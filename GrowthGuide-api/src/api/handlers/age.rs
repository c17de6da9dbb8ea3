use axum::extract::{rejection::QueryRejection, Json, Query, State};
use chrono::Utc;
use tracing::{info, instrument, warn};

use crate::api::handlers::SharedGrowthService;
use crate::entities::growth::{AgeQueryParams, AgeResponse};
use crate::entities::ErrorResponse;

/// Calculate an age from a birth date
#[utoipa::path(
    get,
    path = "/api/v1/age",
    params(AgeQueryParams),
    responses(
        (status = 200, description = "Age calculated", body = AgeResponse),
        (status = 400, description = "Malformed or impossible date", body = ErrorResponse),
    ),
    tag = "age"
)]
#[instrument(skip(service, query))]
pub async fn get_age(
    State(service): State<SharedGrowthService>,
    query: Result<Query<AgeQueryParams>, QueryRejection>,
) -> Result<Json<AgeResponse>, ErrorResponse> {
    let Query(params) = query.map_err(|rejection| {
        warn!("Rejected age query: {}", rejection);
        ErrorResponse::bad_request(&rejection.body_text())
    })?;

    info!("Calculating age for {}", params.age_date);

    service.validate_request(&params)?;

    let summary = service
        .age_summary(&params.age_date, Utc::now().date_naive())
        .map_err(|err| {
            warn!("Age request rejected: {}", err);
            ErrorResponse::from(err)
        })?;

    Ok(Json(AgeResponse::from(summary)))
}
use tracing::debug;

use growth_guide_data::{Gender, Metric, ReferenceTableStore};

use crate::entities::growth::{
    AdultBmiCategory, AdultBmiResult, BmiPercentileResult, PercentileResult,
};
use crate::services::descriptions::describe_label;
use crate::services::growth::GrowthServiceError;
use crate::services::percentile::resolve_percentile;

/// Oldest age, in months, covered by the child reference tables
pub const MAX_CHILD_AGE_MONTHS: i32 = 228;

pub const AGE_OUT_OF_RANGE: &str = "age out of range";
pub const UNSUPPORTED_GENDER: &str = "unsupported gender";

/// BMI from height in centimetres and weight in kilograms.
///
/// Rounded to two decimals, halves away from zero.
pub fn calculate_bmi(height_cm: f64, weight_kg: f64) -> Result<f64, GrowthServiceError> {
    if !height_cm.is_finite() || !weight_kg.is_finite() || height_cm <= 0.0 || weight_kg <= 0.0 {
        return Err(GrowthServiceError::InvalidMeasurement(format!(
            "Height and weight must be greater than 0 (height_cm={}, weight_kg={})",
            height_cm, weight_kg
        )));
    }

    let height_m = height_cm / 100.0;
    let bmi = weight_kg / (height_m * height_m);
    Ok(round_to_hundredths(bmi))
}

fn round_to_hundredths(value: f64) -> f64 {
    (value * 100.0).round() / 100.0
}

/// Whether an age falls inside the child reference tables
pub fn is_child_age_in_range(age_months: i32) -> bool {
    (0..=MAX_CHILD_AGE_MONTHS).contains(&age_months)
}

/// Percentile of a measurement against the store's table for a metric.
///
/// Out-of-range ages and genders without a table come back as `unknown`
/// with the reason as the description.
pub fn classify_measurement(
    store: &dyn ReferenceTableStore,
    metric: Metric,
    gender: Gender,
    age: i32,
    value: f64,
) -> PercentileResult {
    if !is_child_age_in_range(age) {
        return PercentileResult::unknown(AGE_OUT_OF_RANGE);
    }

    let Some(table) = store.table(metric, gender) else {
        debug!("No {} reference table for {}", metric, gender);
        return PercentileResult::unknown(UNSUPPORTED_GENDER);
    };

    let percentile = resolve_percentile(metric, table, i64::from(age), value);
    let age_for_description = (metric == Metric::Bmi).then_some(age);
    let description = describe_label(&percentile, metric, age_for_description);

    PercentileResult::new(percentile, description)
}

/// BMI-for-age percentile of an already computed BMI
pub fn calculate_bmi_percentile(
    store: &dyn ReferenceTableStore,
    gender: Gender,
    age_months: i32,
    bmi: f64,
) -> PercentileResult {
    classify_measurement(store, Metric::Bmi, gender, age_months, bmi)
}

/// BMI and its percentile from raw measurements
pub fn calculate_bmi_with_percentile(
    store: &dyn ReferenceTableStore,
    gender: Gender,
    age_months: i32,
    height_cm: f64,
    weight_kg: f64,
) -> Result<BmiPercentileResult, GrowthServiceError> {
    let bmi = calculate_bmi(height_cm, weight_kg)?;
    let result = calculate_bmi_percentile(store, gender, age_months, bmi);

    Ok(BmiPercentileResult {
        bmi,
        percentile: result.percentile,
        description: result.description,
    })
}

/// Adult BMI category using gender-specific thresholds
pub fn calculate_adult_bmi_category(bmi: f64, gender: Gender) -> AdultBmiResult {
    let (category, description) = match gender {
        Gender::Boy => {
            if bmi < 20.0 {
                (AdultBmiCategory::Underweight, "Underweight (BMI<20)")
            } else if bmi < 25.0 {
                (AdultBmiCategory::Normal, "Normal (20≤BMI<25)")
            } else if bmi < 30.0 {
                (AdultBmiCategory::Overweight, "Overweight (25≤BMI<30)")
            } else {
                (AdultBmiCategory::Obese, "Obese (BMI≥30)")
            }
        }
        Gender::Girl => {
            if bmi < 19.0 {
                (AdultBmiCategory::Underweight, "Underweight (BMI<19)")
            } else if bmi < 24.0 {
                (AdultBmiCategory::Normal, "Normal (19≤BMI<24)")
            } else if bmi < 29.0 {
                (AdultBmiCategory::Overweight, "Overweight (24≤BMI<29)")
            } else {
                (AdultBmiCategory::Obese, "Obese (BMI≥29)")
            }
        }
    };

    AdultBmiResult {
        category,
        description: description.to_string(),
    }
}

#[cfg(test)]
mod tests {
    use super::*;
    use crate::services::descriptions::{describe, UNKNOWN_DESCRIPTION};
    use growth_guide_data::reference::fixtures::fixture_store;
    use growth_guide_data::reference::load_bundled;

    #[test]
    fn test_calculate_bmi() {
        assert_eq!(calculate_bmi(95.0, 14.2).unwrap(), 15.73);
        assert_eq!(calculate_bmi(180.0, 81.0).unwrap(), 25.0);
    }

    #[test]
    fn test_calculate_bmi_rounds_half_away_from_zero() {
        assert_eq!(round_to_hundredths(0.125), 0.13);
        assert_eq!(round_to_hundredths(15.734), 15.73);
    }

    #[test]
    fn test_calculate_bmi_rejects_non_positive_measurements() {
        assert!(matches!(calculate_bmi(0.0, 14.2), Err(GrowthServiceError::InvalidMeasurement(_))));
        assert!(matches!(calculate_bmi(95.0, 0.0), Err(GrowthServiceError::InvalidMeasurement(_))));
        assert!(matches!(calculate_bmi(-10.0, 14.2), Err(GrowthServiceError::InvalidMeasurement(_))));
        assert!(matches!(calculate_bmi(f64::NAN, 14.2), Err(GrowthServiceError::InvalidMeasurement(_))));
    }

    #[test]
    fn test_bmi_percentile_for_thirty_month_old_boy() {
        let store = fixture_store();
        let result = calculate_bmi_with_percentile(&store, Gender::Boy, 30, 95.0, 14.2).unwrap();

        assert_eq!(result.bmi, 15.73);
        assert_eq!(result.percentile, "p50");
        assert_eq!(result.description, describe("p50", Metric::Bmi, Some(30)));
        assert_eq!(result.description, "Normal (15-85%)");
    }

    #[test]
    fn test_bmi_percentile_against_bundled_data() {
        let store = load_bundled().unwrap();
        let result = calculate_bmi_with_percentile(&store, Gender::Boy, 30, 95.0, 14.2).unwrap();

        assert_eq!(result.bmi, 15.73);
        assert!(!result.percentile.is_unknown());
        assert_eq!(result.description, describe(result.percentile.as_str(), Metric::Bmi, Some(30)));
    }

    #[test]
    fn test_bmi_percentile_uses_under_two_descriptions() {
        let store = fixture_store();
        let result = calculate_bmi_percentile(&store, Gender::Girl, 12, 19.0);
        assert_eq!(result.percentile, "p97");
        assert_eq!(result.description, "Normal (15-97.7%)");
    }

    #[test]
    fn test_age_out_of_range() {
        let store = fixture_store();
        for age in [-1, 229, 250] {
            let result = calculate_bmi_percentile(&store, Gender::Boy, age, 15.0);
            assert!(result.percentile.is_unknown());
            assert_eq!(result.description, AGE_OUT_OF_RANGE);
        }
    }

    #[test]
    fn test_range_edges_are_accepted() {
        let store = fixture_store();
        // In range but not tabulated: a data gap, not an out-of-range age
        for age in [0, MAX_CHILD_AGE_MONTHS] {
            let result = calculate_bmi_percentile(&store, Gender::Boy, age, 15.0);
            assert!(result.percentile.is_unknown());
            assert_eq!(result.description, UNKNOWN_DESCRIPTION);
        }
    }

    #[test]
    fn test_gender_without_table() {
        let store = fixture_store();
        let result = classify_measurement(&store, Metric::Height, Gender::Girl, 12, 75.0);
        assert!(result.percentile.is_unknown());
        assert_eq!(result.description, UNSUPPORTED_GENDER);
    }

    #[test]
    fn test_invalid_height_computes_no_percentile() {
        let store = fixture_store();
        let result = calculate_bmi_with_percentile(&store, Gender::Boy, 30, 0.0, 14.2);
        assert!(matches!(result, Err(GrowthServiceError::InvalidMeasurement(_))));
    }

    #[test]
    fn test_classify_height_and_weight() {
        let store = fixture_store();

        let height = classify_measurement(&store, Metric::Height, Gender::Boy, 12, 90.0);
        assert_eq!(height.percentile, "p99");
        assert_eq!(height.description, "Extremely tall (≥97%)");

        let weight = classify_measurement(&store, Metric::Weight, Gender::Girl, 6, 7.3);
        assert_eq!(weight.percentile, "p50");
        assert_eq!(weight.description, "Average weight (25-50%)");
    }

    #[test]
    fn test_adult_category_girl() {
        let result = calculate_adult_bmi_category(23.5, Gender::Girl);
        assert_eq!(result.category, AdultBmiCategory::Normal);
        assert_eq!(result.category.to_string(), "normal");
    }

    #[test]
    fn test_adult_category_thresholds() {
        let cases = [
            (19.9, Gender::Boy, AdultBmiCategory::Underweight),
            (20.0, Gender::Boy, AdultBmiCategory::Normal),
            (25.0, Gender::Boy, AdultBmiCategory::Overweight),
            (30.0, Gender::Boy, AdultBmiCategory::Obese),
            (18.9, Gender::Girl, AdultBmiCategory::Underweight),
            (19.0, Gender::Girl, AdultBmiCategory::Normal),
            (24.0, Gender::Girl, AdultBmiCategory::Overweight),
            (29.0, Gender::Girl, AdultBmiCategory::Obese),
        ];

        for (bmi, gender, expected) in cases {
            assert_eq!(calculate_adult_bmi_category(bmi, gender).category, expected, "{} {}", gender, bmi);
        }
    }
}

◇ ◇ ◇ ◇

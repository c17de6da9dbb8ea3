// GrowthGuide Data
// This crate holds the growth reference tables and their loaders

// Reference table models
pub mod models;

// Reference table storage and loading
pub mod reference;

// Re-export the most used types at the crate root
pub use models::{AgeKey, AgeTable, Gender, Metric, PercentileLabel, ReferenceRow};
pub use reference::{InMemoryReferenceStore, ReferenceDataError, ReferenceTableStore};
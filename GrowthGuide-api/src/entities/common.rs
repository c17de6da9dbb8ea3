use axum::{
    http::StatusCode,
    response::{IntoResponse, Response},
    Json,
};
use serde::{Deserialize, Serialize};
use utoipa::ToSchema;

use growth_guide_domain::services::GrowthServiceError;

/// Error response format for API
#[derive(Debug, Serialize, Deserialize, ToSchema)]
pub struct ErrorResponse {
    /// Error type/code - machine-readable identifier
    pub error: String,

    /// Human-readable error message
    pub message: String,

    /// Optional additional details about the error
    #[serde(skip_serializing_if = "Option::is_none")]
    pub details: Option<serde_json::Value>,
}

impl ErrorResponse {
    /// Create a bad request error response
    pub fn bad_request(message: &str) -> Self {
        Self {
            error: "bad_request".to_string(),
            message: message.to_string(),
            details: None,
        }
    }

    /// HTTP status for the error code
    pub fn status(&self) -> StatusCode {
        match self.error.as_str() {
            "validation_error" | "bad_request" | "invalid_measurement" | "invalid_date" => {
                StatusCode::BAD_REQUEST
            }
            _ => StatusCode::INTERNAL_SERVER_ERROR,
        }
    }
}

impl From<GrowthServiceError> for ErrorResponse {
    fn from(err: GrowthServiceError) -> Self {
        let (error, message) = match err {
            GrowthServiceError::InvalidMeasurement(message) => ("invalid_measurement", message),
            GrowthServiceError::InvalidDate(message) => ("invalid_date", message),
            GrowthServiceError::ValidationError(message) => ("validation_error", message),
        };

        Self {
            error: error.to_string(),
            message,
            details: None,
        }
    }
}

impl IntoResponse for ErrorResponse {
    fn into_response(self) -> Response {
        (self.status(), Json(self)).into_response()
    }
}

◇ ◇ ◇ ◇

ABOUT THIS EXERCISE ▸
Copy out each line of the data in which the word "services" appears.

EXERCISE SOLUTION ▸
use crate::services::descriptions::describe_label;
use crate::services::growth::GrowthServiceError;
use crate::services::percentile::resolve_percentile;
    use crate::services::descriptions::{describe, UNKNOWN_DESCRIPTION};
use growth_guide_domain::services::GrowthServiceError;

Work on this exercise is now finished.